Aroundthewaygirl · 24/12/2023 10:48

This is how I feel about the why do Americans do this or that threads. Like it’s so difficult that a whole country on a different continent would do some things differently.

marmaladeandpeanutbutter · 24/12/2023 11:40

I don't like the "my husband/partner does these horrible things and has for years". AIBU for being upset?

Oh do bugger off. You know damn well you're not, and what replies you'll get. If it's even true. Thats also faux naivety.

easylikeasundaymorn · 24/12/2023 12:18

BibbleandSqwauk · 24/12/2023 07:58

It's used a lot on here..one the other day was about not understanding why someone would like cheese 🙄. Right now there's six pages on how awful musical theatre is ...stated as a fact, not an opinion. It IS terrible apparently and lots on there can't understand how anyone could possibly like it.

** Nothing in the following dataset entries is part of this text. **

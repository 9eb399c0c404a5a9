//! Vector store retrieval agent
//!
//! Embeds each query rewrite, runs k-NN against the Qdrant collection
//! (cosine over unit-normalized vectors), deduplicates hits across rewrites
//! keeping the maximum score, and returns the top-k.

use crate::{RetrievalAgent, RetrievalSnapshot};
use async_trait::async_trait;
use lexflow_core::{
    AgentInvocation, AgentKind, AgentResult, BackendError, LexflowError, LexflowResult,
    RetrievalHit, SourceTag,
};
use lexflow_llm::EmbeddingProvider;
use qdrant_client::qdrant::{self, value::Kind, QueryPointsBuilder};
use qdrant_client::Qdrant;
use std::collections::HashMap;
use std::sync::Arc;
use std::time::Duration;

fn vector_err(e: impl std::fmt::Display) -> LexflowError {
    LexflowError::Backend(BackendError::VectorUnavailable {
        reason: e.to_string(),
    })
}

fn payload_str(payload: &HashMap<String, qdrant::Value>, key: &str) -> String {
    payload
        .get(key)
        .and_then(|v| match &v.kind {
            Some(Kind::StringValue(s)) => Some(s.clone()),
            _ => None,
        })
        .unwrap_or_default()
}

fn point_id_string(id: &Option<qdrant::PointId>) -> String {
    match id.as_ref().and_then(|p| p.point_id_options.as_ref()) {
        Some(qdrant::point_id::PointIdOptions::Num(n)) => n.to_string(),
        Some(qdrant::point_id::PointIdOptions::Uuid(s)) => s.clone(),
        None => String::new(),
    }
}

/// Retrieval agent over the vector store.
pub struct VectorAgent {
    client: Arc<Qdrant>,
    embedder: Arc<dyn EmbeddingProvider>,
    collection: String,
    timeout: Duration,
}

impl VectorAgent {
    pub fn new(
        client: Arc<Qdrant>,
        embedder: Arc<dyn EmbeddingProvider>,
        collection: impl Into<String>,
        timeout: Duration,
    ) -> Self {
        Self {
            client,
            embedder,
            collection: collection.into(),
            timeout,
        }
    }
}

#[async_trait]
impl RetrievalAgent for VectorAgent {
    fn kind(&self) -> AgentKind {
        AgentKind::Vector
    }

    fn timeout(&self) -> Duration {
        self.timeout
    }

    async fn run(
        &self,
        snapshot: &RetrievalSnapshot,
        invocation: &AgentInvocation,
    ) -> LexflowResult<AgentResult> {
        let mut rewrites = invocation.query_rewrites.clone();
        if rewrites.is_empty() {
            rewrites.push(snapshot.query_text.clone());
        }

        let texts: Vec<&str> = rewrites.iter().map(String::as_str).collect();
        let embeddings = self.embedder.embed_batch(&texts).await?;

        // Dedup across rewrites: keep the best score per source id
        let mut best: HashMap<String, RetrievalHit> = HashMap::new();

        for embedding in embeddings {
            let response = self
                .client
                .query(
                    QueryPointsBuilder::new(&self.collection)
                        .query(embedding)
                        .limit(invocation.top_k as u64)
                        .with_payload(true),
                )
                .await
                .map_err(vector_err)?;

            for point in response.result {
                let payload: HashMap<String, qdrant::Value> =
                    point.payload.into_iter().collect();

                let source_id = {
                    let from_payload = payload_str(&payload, "source_id");
                    if from_payload.is_empty() {
                        point_id_string(&point.id)
                    } else {
                        from_payload
                    }
                };

                let hit = RetrievalHit {
                    source_id: source_id.clone(),
                    citation: payload_str(&payload, "citation"),
                    snippet: payload_str(&payload, "text"),
                    relevance: point.score.clamp(0.0, 1.0),
                    metadata: serde_json::json!({
                        "collection": self.collection,
                    }),
                };

                match best.get(&source_id) {
                    Some(existing) if existing.relevance >= hit.relevance => {}
                    _ => {
                        best.insert(source_id, hit);
                    }
                }
            }
        }

        let mut hits: Vec<RetrievalHit> = best.into_values().collect();
        hits.sort_by(|a, b| b.relevance.total_cmp(&a.relevance));
        hits.truncate(invocation.top_k as usize);

        Ok(AgentResult {
            agent: AgentKind::Vector,
            source: SourceTag::Vector,
            hits,
            latency_ms: 0,
            error: None,
        })
    }
}

impl std::fmt::Debug for VectorAgent {
    fn fmt(&self, f: &mut std::fmt::Formatter<'_>) -> std::fmt::Result {
        f.debug_struct("VectorAgent")
            .field("collection", &self.collection)
            .field("dimensions", &self.embedder.dimensions())
            .finish()
    }
}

Not to get too deep or serious but if it really is meant that way and not just an expression then maybe it partly reflects why we live in such an angry, self centred world these days...we've completely lost the skill of empathy or appreciation of the idea that other views or preferences than ours are valid.

Yes! It's the presenting opinion as fact that annoys me as well. You can think whatever you like but it doesn't mean you're right and everyone else is wrong.

Also the answer to 99.99% of the 'I don't understand why...' faux naïve queries is always going to be some version of 'because they want to!' which renders it pointless as a framing device. Just grow some ovaries and post what you actually want to say which is 'I don't do x and think people who do are wrong.'

louderthan · 24/12/2023 17:01

I absolutely hate Christmas for various reasons but I can totally understand why millions of people all over the world enjoy it!